Your objective:
Output every line from the beginning of the records through the line that contains "is listed as", exactly as it appears.

Provided data:
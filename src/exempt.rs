// SPDX-FileCopyrightText: 2025 RAprogramm <andrey.rozanov.vl@gmail.com>
// SPDX-License-Identifier: MIT

//! Exemption rules that remove repositories from staleness consideration.
//!
//! A repository is exempt when its name matches one of the configured
//! shell-style glob patterns or when one of its topic labels is listed as
//! exempt. Name matching is case-sensitive and short-circuits before any
//! topic lookup is issued.

use regex::Regex;
use tracing::{info, warn};

use crate::{
    client::{RepositoryClient, TopicLookup},
    error::Error,
    repository::Repository,
};

/// Compiled set of name patterns.
///
/// Each pattern is translated into an anchored regular expression. An
/// unterminated `[` is an ordinary character and braces carry no special
/// meaning. A translation that fails to compile is compared literally.
#[derive(Debug, Clone, Default,)]
pub struct NamePatterns
{
    patterns: Vec<NamePattern,>,
}

#[derive(Debug, Clone,)]
enum NamePattern
{
    Glob(Regex,),
    Literal(String,),
}

impl NamePatterns
{
    /// Compiles `patterns` into case-sensitive matchers.
    ///
    /// `*` matches any run of characters (including `/`), `?` a single
    /// character, and `[...]` / `[!...]` a character class. Braces are
    /// literal and `[^...]` is a class containing `^`.
    ///
    /// # Examples
    ///
    /// ```
    /// use stale_repos::NamePatterns;
    ///
    /// let patterns = NamePatterns::compile(&["data-*", "conf-*"],);
    /// assert!(patterns.is_match("data-repo"));
    /// assert!(!patterns.is_match("conf"));
    /// ```
    pub fn compile<S: AsRef<str,>,>(patterns: &[S],) -> Self
    {
        let patterns = patterns
            .iter()
            .map(|pattern| {
                let pattern = pattern.as_ref();
                match Regex::new(&translate(pattern,),) {
                    Ok(regex,) => NamePattern::Glob(regex,),
                    Err(error,) => {
                        warn!("Exempt pattern '{}' is not a valid glob ({}); matching literally", pattern, error);
                        NamePattern::Literal(pattern.to_owned(),)
                    }
                }
            },)
            .collect();

        Self {
            patterns,
        }
    }

    /// Returns `true` when no patterns are configured.
    pub fn is_empty(&self,) -> bool
    {
        self.patterns.is_empty()
    }

    /// Returns `true` when `name` matches any pattern.
    pub fn is_match(&self, name: &str,) -> bool
    {
        self.patterns.iter().any(|pattern| match pattern {
            NamePattern::Glob(regex,) => regex.is_match(name,),
            NamePattern::Literal(literal,) => literal == name,
        },)
    }
}

/// Translates a shell glob into an anchored regular expression.
///
/// `*` matches any run of characters, `?` a single character and `[...]`
/// a class, negated by a leading `!`. A `[` without a closing `]` is kept
/// as a literal bracket.
fn translate(pattern: &str,) -> String
{
    let chars: Vec<char,> = pattern.chars().collect();
    let mut translated = String::from("^(?s:",);
    let mut index = 0;

    while index < chars.len() {
        let current = chars[index];
        index += 1;
        match current {
            '*' => {
                while chars.get(index,) == Some(&'*',) {
                    index += 1;
                }
                translated.push_str(".*",);
            }
            '?' => translated.push('.',),
            '[' => match class_end(&chars, index,) {
                Some(end,) => {
                    translated.push_str(&translate_class(&chars[index..end],),);
                    index = end + 1;
                }
                None => translated.push_str("\\[",),
            },
            other => translated.push_str(&regex::escape(other.encode_utf8(&mut [0; 4],),),),
        }
    }

    translated.push_str(")\\z",);
    translated
}

/// Returns the index of the `]` closing a class whose body starts at
/// `start`. A `]` directly after the opening `[` or `[!` is part of the body.
fn class_end(chars: &[char], start: usize,) -> Option<usize,>
{
    let mut index = start;
    if chars.get(index,) == Some(&'!',) {
        index += 1;
    }
    if chars.get(index,) == Some(&']',) {
        index += 1;
    }
    chars
        .get(index..,)?
        .iter()
        .position(|c| *c == ']',)
        .map(|offset| index + offset,)
}

fn translate_class(body: &[char],) -> String
{
    let (negated, body,) = match body.split_first() {
        Some(('!', rest,),) => (true, rest,),
        _ => (false, body,),
    };

    let mut class = String::from(if negated { "[^" } else { "[" },);
    for (position, c,) in body.iter().enumerate() {
        match c {
            // Class operators and nesting in the regex dialect.
            '\\' | '[' | ']' | '^' | '&' | '~' => {
                class.push('\\',);
                class.push(*c,);
            }
            '-' if position > 0 && body[position - 1] == '-' => class.push_str("\\-",),
            other => class.push(*other,),
        }
    }
    class.push(']',);
    class
}

/// Exemption configuration applied to every repository of a scan.
#[derive(Debug, Clone, Default,)]
pub struct Exemptions
{
    names:  NamePatterns,
    topics: Vec<String,>,
}

impl Exemptions
{
    /// Builds exemptions from name patterns and topic labels.
    pub fn new<S: AsRef<str,>,>(name_patterns: &[S], topics: &[S],) -> Self
    {
        Self {
            names:  NamePatterns::compile(name_patterns,),
            topics: topics.iter().map(|topic| topic.as_ref().to_owned(),).collect(),
        }
    }
}

/// Decides whether `repository` is exempt from the stale check.
///
/// Topics are only fetched when no name pattern matched and topic exemptions
/// are configured. A repository whose topics are unavailable is not exempt.
///
/// # Errors
///
/// Propagates topic lookup failures other than "not found".
pub async fn is_exempt<C: RepositoryClient,>(
    client: &C,
    repository: &Repository,
    exemptions: &Exemptions,
) -> Result<bool, Error,>
{
    if !exemptions.names.is_empty() && exemptions.names.is_match(&repository.name,) {
        info!("{} is exempt from stale repo check", repository.html_url);
        return Ok(true,);
    }

    if exemptions.topics.is_empty() {
        return Ok(false,);
    }

    match client.fetch_topics(repository,).await? {
        TopicLookup::Labels(labels,) => {
            if labels.iter().any(|label| exemptions.topics.contains(label,),) {
                info!("{} is exempt from stale repo check", repository.html_url);
                return Ok(true,);
            }
            Ok(false,)
        }
        TopicLookup::Unavailable => {
            info!(
                "{} does not have topics enabled and may be a private temporary fork",
                repository.html_url
            );
            Ok(false,)
        }
    }
}

#[cfg(test)]
mod tests
{
    use proptest::prelude::*;

    use super::{Exemptions, NamePatterns, is_exempt};
    use crate::{
        client::TopicLookup,
        testing::{FakeClient, repository},
    };

    #[test]
    fn name_patterns_follow_shell_glob_rules()
    {
        let cases: [(&str, &[&str], bool,); 13] = [
            ("exempt_repo", &["exempt_repo"], true,),
            ("data-repo", &["data-*", "conf-*"], true,),
            ("conf-repo", &["exempt_repo", "conf-*"], true,),
            ("conf", &["conf-*"], false,),
            ("repo", &["repo1", "repo-"], false,),
            ("repo", &[""], false,),
            ("repo7", &["repo?"], true,),
            ("repo7", &["repo[!0-9]"], false,),
            ("repox", &["repo[!0-9]"], true,),
            ("legacy-old", &["legacy-{old}"], false,),
            ("legacy-{old}", &["legacy-{old}"], true,),
            ("repoa", &["repo[^0-9]"], false,),
            ("repo[abcd", &["repo[abc*"], true,),
        ];

        for (name, patterns, expected,) in cases {
            let compiled = NamePatterns::compile(patterns,);
            assert_eq!(compiled.is_match(name), expected, "{name} against {patterns:?}");
        }
    }

    #[test]
    fn name_patterns_are_case_sensitive()
    {
        let compiled = NamePatterns::compile(&["Data-*"],);
        assert!(compiled.is_match("Data-lake"));
        assert!(!compiled.is_match("data-lake"));
    }

    #[test]
    fn star_spans_slashes()
    {
        let compiled = NamePatterns::compile(&["team*"],);
        assert!(compiled.is_match("team/tools"));
    }

    #[test]
    fn unterminated_bracket_is_literal()
    {
        let compiled = NamePatterns::compile(&["repo[abc"],);
        assert!(compiled.is_match("repo[abc"));
        assert!(!compiled.is_match("repoa"));

        let wildcard = NamePatterns::compile(&["repo[abc*"],);
        assert!(wildcard.is_match("repo[abc-tools"));
        assert!(!wildcard.is_match("repoa"));
    }

    #[test]
    fn class_operators_are_not_special()
    {
        let compiled = NamePatterns::compile(&["repo[a&&b]", "tool[~]"],);
        assert!(compiled.is_match("repo&"));
        assert!(compiled.is_match("tool~"));
        assert!(!compiled.is_match("repoc"));
    }

    #[test]
    fn leading_bracket_in_class_is_a_member()
    {
        let compiled = NamePatterns::compile(&["repo[]x]"],);
        assert!(compiled.is_match("repo]"));
        assert!(compiled.is_match("repox"));
        assert!(!compiled.is_match("repo"));
    }

    #[test]
    fn regex_metacharacters_are_literal()
    {
        let compiled = NamePatterns::compile(&["svc.api+(v2)"],);
        assert!(compiled.is_match("svc.api+(v2)"));
        assert!(!compiled.is_match("svcXapi(v2)"));
    }

    proptest! {
        #[test]
        fn trailing_star_matches_any_suffix(prefix in "[a-z]{1,12}", suffix in "[a-z0-9-]{0,12}") {
            let compiled = NamePatterns::compile(&[format!("{prefix}*")],);
            let name = format!("{prefix}{suffix}");
            prop_assert!(compiled.is_match(&name));
        }
    }

    #[tokio::test]
    async fn name_match_short_circuits_topic_lookup()
    {
        let client = FakeClient::default().with_topics("data-repo", TopicLookup::Unavailable,);
        let exemptions = Exemptions::new(&["data-*"], &["keep"],);

        let exempt = is_exempt(&client, &repository("data-repo",), &exemptions,)
            .await
            .expect("expected exemption check to succeed",);

        assert!(exempt);
        assert_eq!(client.topic_requests(), 0);
    }

    #[tokio::test]
    async fn topic_match_exempts_repository()
    {
        let client = FakeClient::default()
            .with_topics("not_exempt_repo", TopicLookup::Labels(vec!["exempt_topic".to_owned()],),);
        let exemptions = Exemptions::new(&[], &["exempt_topic"],);

        let exempt = is_exempt(&client, &repository("not_exempt_repo",), &exemptions,)
            .await
            .expect("expected exemption check to succeed",);

        assert!(exempt);
    }

    #[tokio::test]
    async fn unrelated_topics_do_not_exempt()
    {
        let client = FakeClient::default().with_topics(
            "not_exempt_repo",
            TopicLookup::Labels(vec!["not_exempt_topic".to_owned()],),
        );
        let exemptions = Exemptions::new(&["exempt_repo"], &["exempt_topic"],);

        let exempt = is_exempt(&client, &repository("not_exempt_repo",), &exemptions,)
            .await
            .expect("expected exemption check to succeed",);

        assert!(!exempt);
    }

    #[tokio::test]
    async fn unavailable_topics_are_not_exempt()
    {
        let client =
            FakeClient::default().with_topics("not_exempt_repo", TopicLookup::Unavailable,);
        let exemptions = Exemptions::new(&[], &["exempt_topic"],);

        let exempt = is_exempt(&client, &repository("not_exempt_repo",), &exemptions,)
            .await
            .expect("expected exemption check to succeed",);

        assert!(!exempt);
    }

    #[tokio::test]
    async fn topics_are_not_fetched_without_topic_exemptions()
    {
        let client = FakeClient::default();
        let exemptions = Exemptions::new(&["other"], &[],);

        let exempt = is_exempt(&client, &repository("repo",), &exemptions,)
            .await
            .expect("expected exemption check to succeed",);

        assert!(!exempt);
        assert_eq!(client.topic_requests(), 0);
    }

    #[tokio::test]
    async fn topic_lookup_failure_is_propagated()
    {
        let client = FakeClient::default().failing_topics("broken",);
        let exemptions = Exemptions::new(&[], &["exempt_topic"],);

        let result = is_exempt(&client, &repository("broken",), &exemptions,).await;
        assert!(matches!(result, Err(crate::Error::Service { .. })));
    }
}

Output of the task:
filename src/exempt.rs
// SPDX-FileCopyrightText: 2025 RAprogramm <andrey.rozanov.vl@gmail.com>
// SPDX-License-Identifier: MIT

//! Exemption rules that remove repositories from staleness consideration.
//!
//! A repository is exempt when its name matches one of the configured
//! shell-style glob patterns or when one of its topic labels is listed as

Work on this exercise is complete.